If I ever considered doing something wrong or illegal, growing up, I would just think about my mother finding out and that would be the end of it. She died in April ’74; by December of that year I was writing music critiques and satire for a hippie rag called Sunbums. My co-workers and I smoked dope all day long: you could even smell the marijuana in the reception area. My virginity, meanwhile, went up in smoke when I met a lesbian vegetarian who liked my polarizing concert reviews. At 18, I was going to mass every Sunday. At 19, I was ordering coffee from McDonald’s just to get the plastic coke spoon that came with it.
The Sunbums publisher had a concert promotion business and I became the right hand man of his right hand man, sent out to do all kinds of errands, from picking up the luggage of Rod Stewart and the Faces at the airport to loading my car with 500 pounds of dry ice before a Deep Purple concert. I fell deep into the rock ‘n’ roll life.
In the mid- ’70s, a new style of single-needle tattooing was being pioneered at Tattooland in East L.A. by Goodtime Charlie Cartwright, Jack Rudy and Freddy Negrette and I was right there watching. Former Sunbums editor Kate Hellenbrand got a job at the shop on Whittier Boulevard, which had just been bought by Ed Hardy after Cartwright found religion. I’d see the stream of customers bringing in photos of their parents, kids, spouses, pets, cars, whatever. With the new sketch-like precision, the artists would perfectly duplicate the photos.
Back in Honolulu, Kandi Everett was becoming really good at single-needle portraits and she liked my idea of recreating a famous photograph on my skin. It was just merely concept, however, until ’85 when Everett visited Mike “Rollo Banks” Malone’s shop at 2712 Guadalupe. There was no real tattoo business in Austin at the time and Everett was bored. I was bored, too, as I folded biker T-shirts — Rollo’s side business — in the back of the shop. It was time to put on John-John. Everett worked in silence for 90 minutes and when she was done I satisfied her asking price by buying her lunch at Hut’s.
“What are you, some kinda Kennedy fanatic?” I get that all the time. (Also, “Is that the Morton Salt girl?”) But, to me, the main theme of the John F. Kennedy story is one of unrealized potential. We’ll never know how good of a president Sr. would’ve been. And now we’ll never know what sort of man his son would’ve become over time.
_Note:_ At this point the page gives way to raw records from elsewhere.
//! Shared fixtures for the integration tests: a tempdir-backed engine
//! harness, scripted chat models per agent kind, and canned agent bodies.
#![allow(dead_code)]

use std::sync::Arc;
use std::sync::atomic::{AtomicUsize, Ordering};
use std::time::Duration;

use async_trait::async_trait;
use rustc_hash::FxHashMap;
use serde_json::json;
use tempfile::TempDir;

use roadweave::agents::{
    AgentError, AgentFactory, AgentKind, Agents, ChatMessage, ChatModel, ChatRequest,
    ChatResponse, ScriptedChatModel,
};
use roadweave::checkpoint::InMemoryCheckpointer;
use roadweave::config::EngineConfig;
use roadweave::events::NotificationBus;
use roadweave::model::Task;
use roadweave::queue::InProcessQueue;
use roadweave::repo::{RepoFactory, TaskRepo};
use roadweave::runtime::StateManager;
use roadweave::runtime::content::{ContentEngine, NoopObjectStore};
use roadweave::runtime::executor::WorkflowExecutor;

/// Everything a test needs to drive workflows against real SQLite files.
pub struct Harness {
    _dir: TempDir,
    pub repos: Arc<RepoFactory>,
    pub checkpointer: Arc<InMemoryCheckpointer>,
    pub queue: Arc<InProcessQueue>,
    pub bus: Arc<NotificationBus>,
    pub state_manager: Arc<StateManager>,
    pub config: Arc<EngineConfig>,
}

impl Harness {
    pub async fn new(mut config: EngineConfig) -> Self {
        let dir = tempfile::tempdir().expect("tempdir");
        config.database.url = format!("sqlite://{}/business.db", dir.path().display());
        config.database.max_connections = 5;
        config.database.max_overflow = 0;
        let repos = Arc::new(
            RepoFactory::connect(&config.database)
                .await
                .expect("business store"),
        );
        Self {
            _dir: dir,
            repos,
            checkpointer: Arc::new(InMemoryCheckpointer::new()),
            queue: Arc::new(InProcessQueue::new()),
            bus: Arc::new(NotificationBus::new()),
            state_manager: Arc::new(StateManager::new()),
            config: Arc::new(config),
        }
    }

    pub fn executor(&self, agents: Agents) -> WorkflowExecutor {
        WorkflowExecutor::new(
            Arc::clone(&self.repos),
            Arc::new(agents),
            self.queue.clone(),
            Arc::clone(&self.bus),
            self.checkpointer.clone(),
            Arc::clone(&self.state_manager),
            Arc::clone(&self.config),
        )
    }

    pub fn content_engine(&self, agents: Agents) -> ContentEngine {
        ContentEngine::new(
            Arc::clone(&self.repos),
            Arc::new(agents),
            Arc::clone(&self.bus),
            self.checkpointer.clone(),
            Arc::new(NoopObjectStore),
            Arc::clone(&self.config),
        )
    }

    pub async fn insert_task(&self, task: &Task) {
        let mut scope = self.repos.begin().await.expect("scope");
        TaskRepo::upsert(&mut scope, task).await.expect("task upsert");
        scope.commit().await.expect("commit");
    }

    pub async fn get_task(&self, task_id: &str) -> Task {
        let mut scope = self.repos.begin().await.expect("scope");
        let task = TaskRepo::get(&mut scope, task_id).await.expect("task get");
        scope.commit().await.expect("commit");
        task
    }
}

/// Build an `Agents` facade from per-kind scripted models.
pub fn scripted_agents(models: Vec<(AgentKind, ScriptedChatModel)>) -> Agents {
    let mut map: FxHashMap<AgentKind, Arc<dyn ChatModel>> = FxHashMap::default();
    for (kind, model) in models {
        map.insert(kind, Arc::new(model));
    }
    Agents::new(AgentFactory::from_models(map))
}

pub fn intent_body() -> String {
    json!({
        "goal": "Learn Python",
        "experience_level": "beginner",
        "target_hours_per_week": 5.0,
        "focus_areas": ["scripting"],
        "constraints": [],
    })
    .to_string()
}

/// Curriculum document with `n` concepts named `c1..cn`, one stage, one
/// module.
pub fn curriculum_body(n: usize) -> String {
    let concepts: Vec<_> = (1..=n)
        .map(|i| {
            json!({
                "concept_id": format!("c{i}"),
                "title": format!("Concept {i}"),
                "description": "",
                "estimated_hours": 2.0,
            })
        })
        .collect();
    json!({
        "title": "Learn Python",
        "stages": [{
            "title": "Foundations",
            "order": 1,
            "modules": [{"title": "Core", "concepts": concepts}],
        }],
        "total_estimated_hours": 2.0 * n as f64,
        "recommended_completion_weeks": 2,
    })
    .to_string()
}

pub fn validation_pass_body() -> String {
    json!({"issues": [], "score": 0.92}).to_string()
}

pub fn validation_fail_body() -> String {
    json!({
        "issues": [{
            "severity": "major",
            "location": "stages[0]",
            "message": "module is too thin",
        }],
        "score": 0.4,
    })
    .to_string()
}

pub fn tutorial_body() -> String {
    json!({"summary": "A short tutorial", "body": "Step one. Step two."}).to_string()
}

pub fn resources_body() -> String {
    json!({
        "resources": [{
            "title": "Official docs",
            "url": "https://docs.example.com",
            "kind": "documentation",
            "reason": "canonical",
        }],
    })
    .to_string()
}

pub fn quiz_body() -> String {
    json!({
        "questions": [{
            "prompt": "What does this cover?",
            "choices": ["a", "b"],
            "answer_index": 0,
            "explanation": "",
        }],
    })
    .to_string()
}

/// Chat model that records the maximum number of concurrent calls.
pub struct CountingModel {
    body: String,
    active: AtomicUsize,
    pub max_active: AtomicUsize,
}

impl CountingModel {
    pub fn new(body: String) -> Arc<Self> {
        Arc::new(Self {
            body,
            active: AtomicUsize::new(0),
            max_active: AtomicUsize::new(0),
        })
    }
}

#[async_trait]
impl ChatModel for CountingModel {
    async fn complete(&self, _: ChatRequest) -> Result<ChatResponse, AgentError> {
        let now = self.active.fetch_add(1, Ordering::SeqCst) + 1;
        self.max_active.fetch_max(now, Ordering::SeqCst);
        tokio::time::sleep(Duration::from_millis(25)).await;
        self.active.fetch_sub(1, Ordering::SeqCst);
        Ok(ChatResponse {
            message: ChatMessage::assistant(self.body.clone()),
        })
    }

    fn model_name(&self) -> &str {
        "counting"
    }
}
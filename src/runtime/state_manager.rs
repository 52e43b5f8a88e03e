//! Process-local live-step registry.
//!
//! Tracks which node each workflow is executing *right now*, as opposed to
//! where it last checkpointed. UI projections read this to distinguish
//! "running validation" from "checkpointed after curriculum". Nothing here
//! is persisted.

use rustc_hash::FxHashMap;
use std::sync::RwLock;

use crate::types::WorkflowStep;

#[derive(Default)]
pub struct StateManager {
    live: RwLock<FxHashMap<String, WorkflowStep>>,
}

impl StateManager {
    #[must_use]
    pub fn new() -> Self {
        Self::default()
    }

    pub fn set(&self, workflow_id: &str, step: WorkflowStep) {
        self.live
            .write()
            .expect("state manager lock poisoned")
            .insert(workflow_id.to_string(), step);
    }

    #[must_use]
    pub fn get(&self, workflow_id: &str) -> Option<WorkflowStep> {
        self.live
            .read()
            .expect("state manager lock poisoned")
            .get(workflow_id)
            .copied()
    }

    pub fn clear(&self, workflow_id: &str) {
        self.live
            .write()
            .expect("state manager lock poisoned")
            .remove(workflow_id);
    }
}

#[cfg(test)]
mod tests {
    use super::*;

    #[test]
    fn set_get_clear() {
        let manager = StateManager::new();
        assert_eq!(manager.get("w1"), None);
        manager.set("w1", WorkflowStep::Validation);
        assert_eq!(manager.get("w1"), Some(WorkflowStep::Validation));
        manager.set("w1", WorkflowStep::Editor);
        assert_eq!(manager.get("w1"), Some(WorkflowStep::Editor));
        manager.clear("w1");
        assert_eq!(manager.get("w1"), None);
    }
}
Just as the dream was about to come true, the world snapped upright, drenched in nightmare sweat.
People who don’t understand tattoos point to the permanence as a negative thing, but that’s really a big part of the appeal. Life is fleeting, as are fortunes, relationships and careers. In a world where everything can change in an instant, it’s reassuring to have something that no one can take away. It’s my most prized possession, this tattoo that cost me a hamburger. It expresses so much of what I feel, but can’t fully relate. As the casket rolled before him, the boy saluted, but it hadn’t sunk in. It wouldn’t for years. But eventually, he’d feel the loss every day of his life.